Data shown:
Content starts

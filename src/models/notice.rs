use serde::{Deserialize, Serialize};
use std::fmt;

use crate::error::{Result, TedError};

// ---------------------------------------------------------------------------
// NoticeType: Procurement stage of a record
// ---------------------------------------------------------------------------

/// Stage of a procurement record.
///
/// `Notice` is a contract notice (the announcement), `Tender` is a contract
/// award (the outcome). Records whose class matches neither are `Other`.
#[derive(Debug, Clone, Copy, PartialEq, Eq, Hash, Serialize, Deserialize, Default)]
#[serde(rename_all = "lowercase")]
pub enum NoticeType {
    #[default]
    Notice,
    Tender,
    Other,
}

impl NoticeType {
    /// The raw tag used in queries and serialized records.
    pub fn as_str(&self) -> &'static str {
        match self {
            NoticeType::Notice => "notice",
            NoticeType::Tender => "tender",
            NoticeType::Other => "other",
        }
    }

    /// Human label used in exports.
    pub fn label(&self) -> &'static str {
        match self {
            NoticeType::Notice => "Contract Notice",
            NoticeType::Tender => "Contract Award",
            NoticeType::Other => "Other",
        }
    }

    /// Fragment of the class IRI identifying this stage, if it has one.
    pub fn class_pattern(&self) -> Option<&'static str> {
        match self {
            NoticeType::Notice => Some("ContractNotice"),
            NoticeType::Tender => Some("ContractAward"),
            NoticeType::Other => None,
        }
    }

    /// Parse a bound `?type` value. Unrecognized tags map to `Other`.
    pub fn from_tag(tag: &str) -> Self {
        match tag.trim() {
            "notice" => NoticeType::Notice,
            "tender" => NoticeType::Tender,
            _ => NoticeType::Other,
        }
    }
}

impl fmt::Display for NoticeType {
    fn fmt(&self, f: &mut fmt::Formatter<'_>) -> fmt::Result {
        f.write_str(self.as_str())
    }
}

// ---------------------------------------------------------------------------
// SearchFilters
// ---------------------------------------------------------------------------

/// Parameters for a notice search.
///
/// All fields are optional. `None` (or a blank string) means "no
/// constraint"; `page` defaults to 1 and `page_size` to the configured
/// default.
#[derive(Debug, Clone, Default, PartialEq, Eq, Hash, Serialize, Deserialize)]
#[serde(rename_all = "camelCase")]
pub struct SearchFilters {
    #[serde(default, skip_serializing_if = "Option::is_none")]
    pub keywords: Option<String>,
    #[serde(rename = "type", default, skip_serializing_if = "Option::is_none")]
    pub notice_type: Option<NoticeType>,
    #[serde(default, skip_serializing_if = "Option::is_none")]
    pub date_from: Option<String>,
    #[serde(default, skip_serializing_if = "Option::is_none")]
    pub date_to: Option<String>,
    #[serde(default, skip_serializing_if = "Option::is_none")]
    pub cpv_code: Option<String>,
    #[serde(default, skip_serializing_if = "Option::is_none")]
    pub country: Option<String>,
    #[serde(default, skip_serializing_if = "Option::is_none")]
    pub page: Option<usize>,
    #[serde(default, skip_serializing_if = "Option::is_none")]
    pub page_size: Option<usize>,
}

impl SearchFilters {
    pub fn new() -> Self {
        Self::default()
    }

    pub fn keywords(mut self, keywords: &str) -> Self {
        self.keywords = Some(keywords.to_string());
        self
    }

    pub fn notice_type(mut self, notice_type: NoticeType) -> Self {
        self.notice_type = Some(notice_type);
        self
    }

    pub fn date_from(mut self, date: &str) -> Self {
        self.date_from = Some(date.to_string());
        self
    }

    pub fn date_to(mut self, date: &str) -> Self {
        self.date_to = Some(date.to_string());
        self
    }

    pub fn cpv_code(mut self, code: &str) -> Self {
        self.cpv_code = Some(code.to_string());
        self
    }

    pub fn country(mut self, code: &str) -> Self {
        self.country = Some(code.to_string());
        self
    }

    pub fn page(mut self, page: usize) -> Self {
        self.page = Some(page);
        self
    }

    pub fn page_size(mut self, page_size: usize) -> Self {
        self.page_size = Some(page_size);
        self
    }

    /// Resolve `page` / `page_size` against a default page size.
    pub fn pagination(&self, default_page_size: usize) -> Result<Pagination> {
        Pagination::new(
            self.page.unwrap_or(1),
            self.page_size.unwrap_or(default_page_size),
        )
    }
}

/// Trimmed value of an optional text filter, or `None` when blank.
pub(crate) fn present(value: &Option<String>) -> Option<&str> {
    value.as_deref().map(str::trim).filter(|v| !v.is_empty())
}

// ---------------------------------------------------------------------------
// Pagination
// ---------------------------------------------------------------------------

/// A validated page request: `page >= 1`, `page_size > 0`.
#[derive(Debug, Clone, Copy, PartialEq, Eq)]
pub struct Pagination {
    page: usize,
    page_size: usize,
    offset: usize,
}

impl Pagination {
    pub fn new(page: usize, page_size: usize) -> Result<Self> {
        if page == 0 {
            return Err(TedError::Validation("page must be at least 1".into()));
        }
        if page_size == 0 {
            return Err(TedError::Validation("page size must be positive".into()));
        }
        let offset = (page - 1).checked_mul(page_size).ok_or_else(|| {
            TedError::Validation(format!(
                "page {} with page size {} is out of range",
                page, page_size
            ))
        })?;
        Ok(Self {
            page,
            page_size,
            offset,
        })
    }

    pub fn page(&self) -> usize {
        self.page
    }

    pub fn page_size(&self) -> usize {
        self.page_size
    }

    /// `(page - 1) * page_size`
    pub fn offset(&self) -> usize {
        self.offset
    }

    /// `ceil(total / page_size)`; zero when `total` is zero.
    pub fn total_pages(&self, total: usize) -> usize {
        total.div_ceil(self.page_size)
    }
}

// ---------------------------------------------------------------------------
// SearchResult: One notice row
// ---------------------------------------------------------------------------

#[derive(Debug, Clone, PartialEq, Eq, Serialize, Deserialize)]
#[serde(rename_all = "camelCase")]
pub struct SearchResult {
    pub id: String,
    pub title: String,
    pub date: String,
    pub cpv_code: String,
    pub cpv_description: String,
    pub country: String,
    pub country_name: String,
    #[serde(rename = "type")]
    pub notice_type: NoticeType,
    pub uri: String,
}

// ---------------------------------------------------------------------------
// SearchResponse: One page of results plus totals
// ---------------------------------------------------------------------------

#[derive(Debug, Clone, PartialEq, Eq, Serialize, Deserialize)]
#[serde(rename_all = "camelCase")]
pub struct SearchResponse {
    pub results: Vec<SearchResult>,
    pub total: usize,
    pub page: usize,
    pub page_size: usize,
    pub total_pages: usize,
    /// `true` when the page came from the synthetic fallback dataset rather
    /// than the endpoint.
    #[serde(default)]
    pub synthetic: bool,
}

impl SearchResponse {
    pub(crate) fn new(
        results: Vec<SearchResult>,
        total: usize,
        pagination: Pagination,
        synthetic: bool,
    ) -> Self {
        Self {
            results,
            total,
            page: pagination.page(),
            page_size: pagination.page_size(),
            total_pages: pagination.total_pages(total),
            synthetic,
        }
    }

    pub fn has_previous(&self) -> bool {
        self.page > 1
    }

    pub fn has_next(&self) -> bool {
        self.page < self.total_pages
    }

    /// 1-based position of the first row on this page, or 0 when the page
    /// lies past the last match. A page number of 0 reads as page 1.
    pub fn first_item(&self) -> usize {
        let first = self
            .page
            .saturating_sub(1)
            .saturating_mul(self.page_size)
            .saturating_add(1);
        if first > self.total {
            0
        } else {
            first
        }
    }

    /// 1-based position of the last row on this page.
    pub fn last_item(&self) -> usize {
        if self.first_item() == 0 {
            return 0;
        }
        self.page.saturating_mul(self.page_size).min(self.total)
    }

    /// Up to `width` consecutive page numbers around the current page,
    /// clamped to `1..=total_pages`.
    pub fn page_window(&self, width: usize) -> Vec<usize> {
        let count = width.min(self.total_pages);
        if count == 0 {
            return Vec::new();
        }
        let latest_start = self.total_pages - count + 1;
        let start = self
            .page
            .saturating_sub(width / 2)
            .max(1)
            .min(latest_start);
        (start..start + count).collect()
    }
}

Content ends

The problem: Could you reproduce the data above exactly as given?

Your solution:
filename src/models/notice.rs
use serde::{Deserialize, Serialize};
use std::fmt;

use crate::error::{Result, TedError};

// ---------------------------------------------------------------------------
// NoticeType: Procurement stage of a record
// ---------------------------------------------------------------------------

/// Stage of a procurement record.
///
/// `Notice` is a contract notice (the announcement), `Tender` is a contract
/// award (the outcome). Records whose class matches neither are `Other`.
#[derive(Debug, Clone, Copy, PartialEq, Eq, Hash, Serialize, Deserialize, Default)]
#[serde(rename_all = "lowercase")]
pub enum NoticeType {
    #[default]
    Notice,
    Tender,
    Other,
}

impl NoticeType {
    /// The raw tag used in queries and serialized records.
    pub fn as_str(&self) -> &'static str {
        match self {
            NoticeType::Notice => "notice",
            NoticeType::Tender => "tender",
            NoticeType::Other => "other",
        }
    }

    /// Human label used in exports.
    pub fn label(&self) -> &'static str {
        match self {
            NoticeType::Notice => "Contract Notice",
            NoticeType::Tender => "Contract Award",
            NoticeType::Other => "Other",
        }
    }

    /// Fragment of the class IRI identifying this stage, if it has one.
    pub fn class_pattern(&self) -> Option<&'static str> {
        match self {
            NoticeType::Notice => Some("ContractNotice"),
            NoticeType::Tender => Some("ContractAward"),
            NoticeType::Other => None,
        }
    }

    /// Parse a bound `?type` value. Unrecognized tags map to `Other`.
    pub fn from_tag(tag: &str) -> Self {
        match tag.trim() {
            "notice" => NoticeType::Notice,
            "tender" => NoticeType::Tender,
            _ => NoticeType::Other,
        }
    }
}

impl fmt::Display for NoticeType {
    fn fmt(&self, f: &mut fmt::Formatter<'_>) -> fmt::Result {
        f.write_str(self.as_str())
    }
}

// ---------------------------------------------------------------------------
// SearchFilters
// ---------------------------------------------------------------------------

/// Parameters for a notice search.
///
/// All fields are optional. `None` (or a blank string) means "no
/// constraint"; `page` defaults to 1 and `page_size` to the configured
/// default.
#[derive(Debug, Clone, Default, PartialEq, Eq, Hash, Serialize, Deserialize)]
#[serde(rename_all = "camelCase")]
pub struct SearchFilters {
    #[serde(default, skip_serializing_if = "Option::is_none")]
    pub keywords: Option<String>,
    #[serde(rename = "type", default, skip_serializing_if = "Option::is_none")]
    pub notice_type: Option<NoticeType>,
    #[serde(default, skip_serializing_if = "Option::is_none")]
    pub date_from: Option<String>,
    #[serde(default, skip_serializing_if = "Option::is_none")]
    pub date_to: Option<String>,
    #[serde(default, skip_serializing_if = "Option::is_none")]
    pub cpv_code: Option<String>,
    #[serde(default, skip_serializing_if = "Option::is_none")]
    pub country: Option<String>,
    #[serde(default, skip_serializing_if = "Option::is_none")]
    pub page: Option<usize>,
    #[serde(default, skip_serializing_if = "Option::is_none")]
    pub page_size: Option<usize>,
}

impl SearchFilters {
    pub fn new() -> Self {
        Self::default()
    }

    pub fn keywords(mut self, keywords: &str) -> Self {
        self.keywords = Some(keywords.to_string());
        self
    }

    pub fn notice_type(mut self, notice_type: NoticeType) -> Self {
        self.notice_type = Some(notice_type);
        self
    }

    pub fn date_from(mut self, date: &str) -> Self {
        self.date_from = Some(date.to_string());
        self
    }

    pub fn date_to(mut self, date: &str) -> Self {
        self.date_to = Some(date.to_string());
        self
    }

    pub fn cpv_code(mut self, code: &str) -> Self {
        self.cpv_code = Some(code.to_string());
        self
    }

    pub fn country(mut self, code: &str) -> Self {
        self.country = Some(code.to_string());
        self
    }

    pub fn page(mut self, page: usize) -> Self {
        self.page = Some(page);
        self
    }

    pub fn page_size(mut self, page_size: usize) -> Self {
        self.page_size = Some(page_size);
        self
    }

    /// Resolve `page` / `page_size` against a default page size.
    pub fn pagination(&self, default_page_size: usize) -> Result<Pagination> {
        Pagination::new(
            self.page.unwrap_or(1),
            self.page_size.unwrap_or(default_page_size),
        )
    }
}

/// Trimmed value of an optional text filter, or `None` when blank.
pub(crate) fn present(value: &Option<String>) -> Option<&str> {
    value.as_deref().map(str::trim).filter(|v| !v.is_empty())
}

// ---------------------------------------------------------------------------
// Pagination
// ---------------------------------------------------------------------------

/// A validated page request: `page >= 1`, `page_size > 0`.
#[derive(Debug, Clone, Copy, PartialEq, Eq)]
pub struct Pagination {
    page: usize,
    page_size: usize,
    offset: usize,
}

impl Pagination {
    pub fn new(page: usize, page_size: usize) -> Result<Self> {
        if page == 0 {
            return Err(TedError::Validation("page must be at least 1".into()));
        }
        if page_size == 0 {
            return Err(TedError::Validation("page size must be positive".into()));
        }
        let offset = (page - 1).checked_mul(page_size).ok_or_else(|| {
            TedError::Validation(format!(
                "page {} with page size {} is out of range",
                page, page_size
            ))
        })?;
        Ok(Self {
            page,
            page_size,
            offset,
        })
    }

    pub fn page(&self) -> usize {
        self.page
    }

    pub fn page_size(&self) -> usize {
        self.page_size
    }

    /// `(page - 1) * page_size`
    pub fn offset(&self) -> usize {
        self.offset
    }

    /// `ceil(total / page_size)`; zero when `total` is zero.
    pub fn total_pages(&self, total: usize) -> usize {
        total.div_ceil(self.page_size)
    }
}

// ---------------------------------------------------------------------------
// SearchResult: One notice row
// ---------------------------------------------------------------------------

#[derive(Debug, Clone, PartialEq, Eq, Serialize, Deserialize)]
#[serde(rename_all = "camelCase")]
pub struct SearchResult {
    pub id: String,
    pub title: String,
    pub date: String,
    pub cpv_code: String,
    pub cpv_description: String,
    pub country: String,
    pub country_name: String,
    #[serde(rename = "type")]
    pub notice_type: NoticeType,
    pub uri: String,
}

// ---------------------------------------------------------------------------
// SearchResponse: One page of results plus totals
// ---------------------------------------------------------------------------

#[derive(Debug, Clone, PartialEq, Eq, Serialize, Deserialize)]
#[serde(rename_all = "camelCase")]
pub struct SearchResponse {
    pub results: Vec<SearchResult>,
    pub total: usize,
    pub page: usize,
    pub page_size: usize,
    pub total_pages: usize,
    /// `true` when the page came from the synthetic fallback dataset rather
    /// than the endpoint.
    #[serde(default)]
    pub synthetic: bool,
}

impl SearchResponse {
    pub(crate) fn new(
        results: Vec<SearchResult>,
        total: usize,
        pagination: Pagination,
        synthetic: bool,
    ) -> Self {
        Self {
            results,
            total,
            page: pagination.page(),
            page_size: pagination.page_size(),
            total_pages: pagination.total_pages(total),
            synthetic,
        }
    }

    pub fn has_previous(&self) -> bool {
        self.page > 1
    }

    pub fn has_next(&self) -> bool {
        self.page < self.total_pages
    }

    /// 1-based position of the first row on this page, or 0 when the page
    /// lies past the last match. A page number of 0 reads as page 1.
    pub fn first_item(&self) -> usize {
        let first = self
            .page
            .saturating_sub(1)
            .saturating_mul(self.page_size)
            .saturating_add(1);
        if first > self.total {
            0
        } else {
            first
        }
    }

    /// 1-based position of the last row on this page.
    pub fn last_item(&self) -> usize {
        if self.first_item() == 0 {
            return 0;
        }
        self.page.saturating_mul(self.page_size).min(self.total)
    }

    /// Up to `width` consecutive page numbers around the current page,
    /// clamped to `1..=total_pages`.
    pub fn page_window(&self, width: usize) -> Vec<usize> {
        let count = width.min(self.total_pages);
        if count == 0 {
            return Vec::new();
        }
        let latest_start = self.total_pages - count + 1;
        let start = self
            .page
            .saturating_sub(width / 2)
            .max(1)
            .min(latest_start);
        (start..start + count).collect()
    }
}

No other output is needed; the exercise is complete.